● EXERCISE BRIEF:
Every single entry below should be reproduced verbatim.

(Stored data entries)

⟨

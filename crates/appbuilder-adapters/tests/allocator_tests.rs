//! Factory-id allocation over model files on disk.

use std::fmt::Write as _;
use std::fs;
use std::path::Path;
use std::sync::Arc;

use appbuilder_adapters::{LocalFilesystem, XotParser};
use appbuilder_core::{
    application::FactoryIdAllocator,
    domain::{DomainError, MODEL_NAMESPACE},
    error::AppBuilderError,
};
use tempfile::TempDir;

fn allocator() -> FactoryIdAllocator {
    FactoryIdAllocator::new(Arc::new(LocalFilesystem::new()), Arc::new(XotParser::new()))
}

fn write(root: &Path, rel: &str, content: &str) {
    let path = root.join(rel);
    fs::create_dir_all(path.parent().unwrap()).unwrap();
    fs::write(path, content).unwrap();
}

fn model(ids: &[&str]) -> String {
    let mut out = format!(r#"<model xmlns="{MODEL_NAMESPACE}"><factories>"#);
    for id in ids {
        write!(out, r#"<factory name="F{id}" id="{id}"/>"#).unwrap();
    }
    out.push_str("</factories></model>");
    out
}

#[test]
fn fills_gaps_then_extends() {
    let temp = TempDir::new().unwrap();
    write(temp.path(), "a/messages.xml", &model(&["2", "3"]));
    write(temp.path(), "b/c/state.xml", &model(&["7"]));

    assert_eq!(allocator().allocate(temp.path(), 4).unwrap(), [1, 4, 5, 6]);
}

#[test]
fn returns_every_gap_even_beyond_min_count() {
    let temp = TempDir::new().unwrap();
    write(temp.path(), "m.xml", &model(&["10"]));

    let ids = allocator().allocate(temp.path(), 2).unwrap();
    assert_eq!(ids, (1..10).collect::<Vec<u16>>());
}

#[test]
fn prefixed_model_namespace_is_recognised() {
    let temp = TempDir::new().unwrap();
    write(
        temp.path(),
        "m.xml",
        &format!(r#"<x:model xmlns:x="{MODEL_NAMESPACE}"><x:factory id="1"/></x:model>"#),
    );

    assert_eq!(allocator().allocate(temp.path(), 1).unwrap(), [2]);
}

#[test]
fn foreign_and_broken_files_are_skipped() {
    let temp = TempDir::new().unwrap();
    write(temp.path(), "pom.xml", r#"<project><factory id="40"/></project>"#);
    write(temp.path(), "broken.xml", "<model");
    write(temp.path(), "notes.txt", &model(&["50"]));
    write(temp.path(), "real.xml", &model(&["1", ""]));

    assert_eq!(allocator().allocate(temp.path(), 2).unwrap(), [2, 3]);
}

#[test]
fn malformed_identifier_is_fatal() {
    let temp = TempDir::new().unwrap();
    write(temp.path(), "m.xml", &model(&["1", "40000"]));

    let err = allocator().allocate(temp.path(), 1).unwrap_err();
    assert!(matches!(
        err,
        AppBuilderError::Domain(DomainError::MalformedIdentifier { .. })
    ));
}

#[test]
fn exhausted_range_is_an_error() {
    let temp = TempDir::new().unwrap();
    let all: Vec<String> = (1..=32767).map(|i| i.to_string()).collect();
    let refs: Vec<&str> = all.iter().map(String::as_str).collect();
    write(temp.path(), "m.xml", &model(&refs));

    let err = allocator().allocate(temp.path(), 1).unwrap_err();
    assert!(matches!(
        err,
        AppBuilderError::Domain(DomainError::IdentifiersExhausted { .. })
    ));
}

#[test]
fn application_scan_ignores_files_outside_models() {
    let temp = TempDir::new().unwrap();
    write(temp.path(), "svc/src/main/models/com/acme/m.xml", &model(&["1", "2"]));
    write(temp.path(), "svc/src/test/resources/m.xml", &model(&["3"]));

    assert_eq!(
        allocator().allocate_for_application(temp.path(), 2).unwrap(),
        [3, 4]
    );
}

⟩

● YOUR SOLUTION:
filename crates/appbuilder-adapters/tests/allocator_tests.rs
//! Factory-id allocation over model files on disk.

use std::fmt::Write as _;
use std::fs;
use std::path::Path;
use std::sync::Arc;

use appbuilder_adapters::{LocalFilesystem, XotParser};
use appbuilder_core::{
    application::FactoryIdAllocator,
    domain::{DomainError, MODEL_NAMESPACE},
    error::AppBuilderError,
};
use tempfile::TempDir;

fn allocator() -> FactoryIdAllocator {
    FactoryIdAllocator::new(Arc::new(LocalFilesystem::new()), Arc::new(XotParser::new()))
}

fn write(root: &Path, rel: &str, content: &str) {
    let path = root.join(rel);
    fs::create_dir_all(path.parent().unwrap()).unwrap();
    fs::write(path, content).unwrap();
}

fn model(ids: &[&str]) -> String {
    let mut out = format!(r#"<model xmlns="{MODEL_NAMESPACE}"><factories>"#);
    for id in ids {
        write!(out, r#"<factory name="F{id}" id="{id}"/>"#).unwrap();
    }
    out.push_str("</factories></model>");
    out
}

#[test]
fn fills_gaps_then_extends() {
    let temp = TempDir::new().unwrap();
    write(temp.path(), "a/messages.xml", &model(&["2", "3"]));
    write(temp.path(), "b/c/state.xml", &model(&["7"]));

    assert_eq!(allocator().allocate(temp.path(), 4).unwrap(), [1, 4, 5, 6]);
}

#[test]
fn returns_every_gap_even_beyond_min_count() {
    let temp = TempDir::new().unwrap();
    write(temp.path(), "m.xml", &model(&["10"]));

    let ids = allocator().allocate(temp.path(), 2).unwrap();
    assert_eq!(ids, (1..10).collect::<Vec<u16>>());
}

#[test]
fn prefixed_model_namespace_is_recognised() {
    let temp = TempDir::new().unwrap();
    write(
        temp.path(),
        "m.xml",
        &format!(r#"<x:model xmlns:x="{MODEL_NAMESPACE}"><x:factory id="1"/></x:model>"#),
    );

    assert_eq!(allocator().allocate(temp.path(), 1).unwrap(), [2]);
}

#[test]
fn foreign_and_broken_files_are_skipped() {
    let temp = TempDir::new().unwrap();
    write(temp.path(), "pom.xml", r#"<project><factory id="40"/></project>"#);
    write(temp.path(), "broken.xml", "<model");
    write(temp.path(), "notes.txt", &model(&["50"]));
    write(temp.path(), "real.xml", &model(&["1", ""]));

    assert_eq!(allocator().allocate(temp.path(), 2).unwrap(), [2, 3]);
}

#[test]
fn malformed_identifier_is_fatal() {
    let temp = TempDir::new().unwrap();
    write(temp.path(), "m.xml", &model(&["1", "40000"]));

    let err = allocator().allocate(temp.path(), 1).unwrap_err();
    assert!(matches!(
        err,
        AppBuilderError::Domain(DomainError::MalformedIdentifier { .. })
    ));
}

#[test]
fn exhausted_range_is_an_error() {
    let temp = TempDir::new().unwrap();
    let all: Vec<String> = (1..=32767).map(|i| i.to_string()).collect();
    let refs: Vec<&str> = all.iter().map(String::as_str).collect();
    write(temp.path(), "m.xml", &model(&refs));

    let err = allocator().allocate(temp.path(), 1).unwrap_err();
    assert!(matches!(
        err,
        AppBuilderError::Domain(DomainError::IdentifiersExhausted { .. })
    ));
}

#[test]
fn application_scan_ignores_files_outside_models() {
    let temp = TempDir::new().unwrap();
    write(temp.path(), "svc/src/main/models/com/acme/m.xml", &model(&["1", "2"]));
    write(temp.path(), "svc/src/test/resources/m.xml", &model(&["3"]));

    assert_eq!(
        allocator().allocate_for_application(temp.path(), 2).unwrap(),
        [3, 4]
    );
}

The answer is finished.